Norwegian is a tougher case. For this, Davis selects a perversely difficult family saga by the writer Dag Solstad. At 426 pages, the novel consists of “almost unbroken blocks, with no chapters and few paragraph breaks.” Davis reads at a snail’s speed with a sharp pencil in hand, scribbling lists of vocabulary. The word sarkastisk (sarcastic) provides her with a trick for unlocking others: If she mentally replaces the k’s with c’s, Davis finds, certain foreign words become more easily deciphered: kusine is now legible as “cousin,” and kom as “come.”

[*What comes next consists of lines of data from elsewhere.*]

//! Live DJ commentary transcript.
//!
//! ```text
//!  Idle ──token──▶ Streaming ──token──▶ Streaming (append)
//!                      │
//!                    ready
//!                      ▼
//!  Idle ◀──clear──── Ready ──token──▶ Streaming (buffer reset to the token)
//! ```
//!
//! The last edge matters: a finished transcript from the previous track must
//! never be extended by the next track's tokens.

use tokio::sync::watch;

#[derive(Debug, Clone, Default, PartialEq, Eq)]
pub struct CommentaryBuffer {
    pub text: String,
    pub is_streaming: bool,
}

#[derive(Debug, Clone, Copy, Default, PartialEq, Eq)]
pub enum CommentaryPhase {
    #[default]
    Idle,
    Streaming,
    Ready,
}

#[derive(Debug, Clone, Default, PartialEq, Eq)]
pub struct CommentaryState {
    pub phase: CommentaryPhase,
    pub buffer: CommentaryBuffer,
    /// Bumped every time a new transcript starts streaming.  Watchers that
    /// miss intermediate updates use it to tell a continued stream from a
    /// fresh one.
    pub cycle: u64,
}

/// Owns the commentary buffer.  Every transition is applied in place under the
/// watch channel's lock, so readers see either the old or the new buffer.
pub struct CommentaryStreamAccumulator {
    tx: watch::Sender<CommentaryState>,
}

impl Default for CommentaryStreamAccumulator {
    fn default() -> Self {
        Self::new()
    }
}

impl CommentaryStreamAccumulator {
    pub fn new() -> Self {
        let (tx, _rx) = watch::channel(CommentaryState::default());
        Self { tx }
    }

    pub fn append_token(&self, token: &str) {
        self.tx.send_modify(|state| {
            match state.phase {
                CommentaryPhase::Streaming => state.buffer.text.push_str(token),
                CommentaryPhase::Idle | CommentaryPhase::Ready => {
                    state.buffer.text.clear();
                    state.buffer.text.push_str(token);
                    state.cycle += 1;
                }
            }
            state.phase = CommentaryPhase::Streaming;
            state.buffer.is_streaming = true;
        });
    }

    /// Replace whatever was streamed with the final transcript.
    pub fn set_ready(&self, transcript: &str) {
        self.tx.send_modify(|state| {
            state.phase = CommentaryPhase::Ready;
            state.buffer.text = transcript.to_string();
            state.buffer.is_streaming = false;
        });
    }

    /// Ready signal without a transcript: keep the streamed text as final.
    pub fn finish(&self) {
        self.tx.send_modify(|state| {
            state.phase = CommentaryPhase::Ready;
            state.buffer.is_streaming = false;
        });
    }

    pub fn clear(&self) {
        self.tx.send_if_modified(|state| {
            let idle = state.phase == CommentaryPhase::Idle;
            if idle && state.buffer == CommentaryBuffer::default() {
                return false;
            }
            state.phase = CommentaryPhase::Idle;
            state.buffer = CommentaryBuffer::default();
            true
        });
    }

    pub fn phase(&self) -> CommentaryPhase {
        self.tx.borrow().phase
    }

    pub fn buffer(&self) -> CommentaryBuffer {
        self.tx.borrow().buffer.clone()
    }

    pub fn subscribe(&self) -> watch::Receiver<CommentaryState> {
        self.tx.subscribe()
    }
}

Trying to learn a language from scratch by reading a book is like trying to write a complicated cake recipe by sitting and staring at the finished cake for several hundred hours. Is it the most efficient form of pedagogy? No, but Davis extracts endless thrills from the painstaking process. Her essays do a beautiful job of transmitting that satisfaction to the reader, although I was occasionally tempted to exercise my skimming muscles in places where she dove deep into the weeds. Skimming, however, would be the wrong move in a book that contains an incredible amount of life-enhancing morsels, such as the fact that the sound of a sneeze in Norwegian is spelled atsjoo.
In a piece about the French city of Arles, we learn that Arles not only receives the icy northwesterly mistral wind that is rumored to drive people insane, but that there are old diagrams called “wind roses” that include up to 32 named winds, each blowing from a specific direction. Unless you are a person whose activities heavily involve wind — mariner, surfer, kite enthusiast — it is unlikely that you will have considered such nuances of air movement in your daily life. “Never too soon to start!” you might think, considering whether you might be able to chart a wind rose tailored to your own neighborhood.
Davis’s essays are packed with these windows of opportunity to think more deeply — or at all — about many subjects. Others include paving stones, Gascon folk tales, parataxis, punctuation, cognates, medieval architecture and sheepdogs.
I enjoyed the book’s plenitude so much that I wasn’t distracted by its squat physical shape, which is adorable to hold but designed in such a way that the book tries to flip itself shut as you read. No amount of violent spine-cracking would break the object’s resistance, and around Page 300 I turned a corner and became charmed by its antagonistic construction. I will read you and you will like it, I warned my copy of “Essays Two.” And lo, I liked it, too.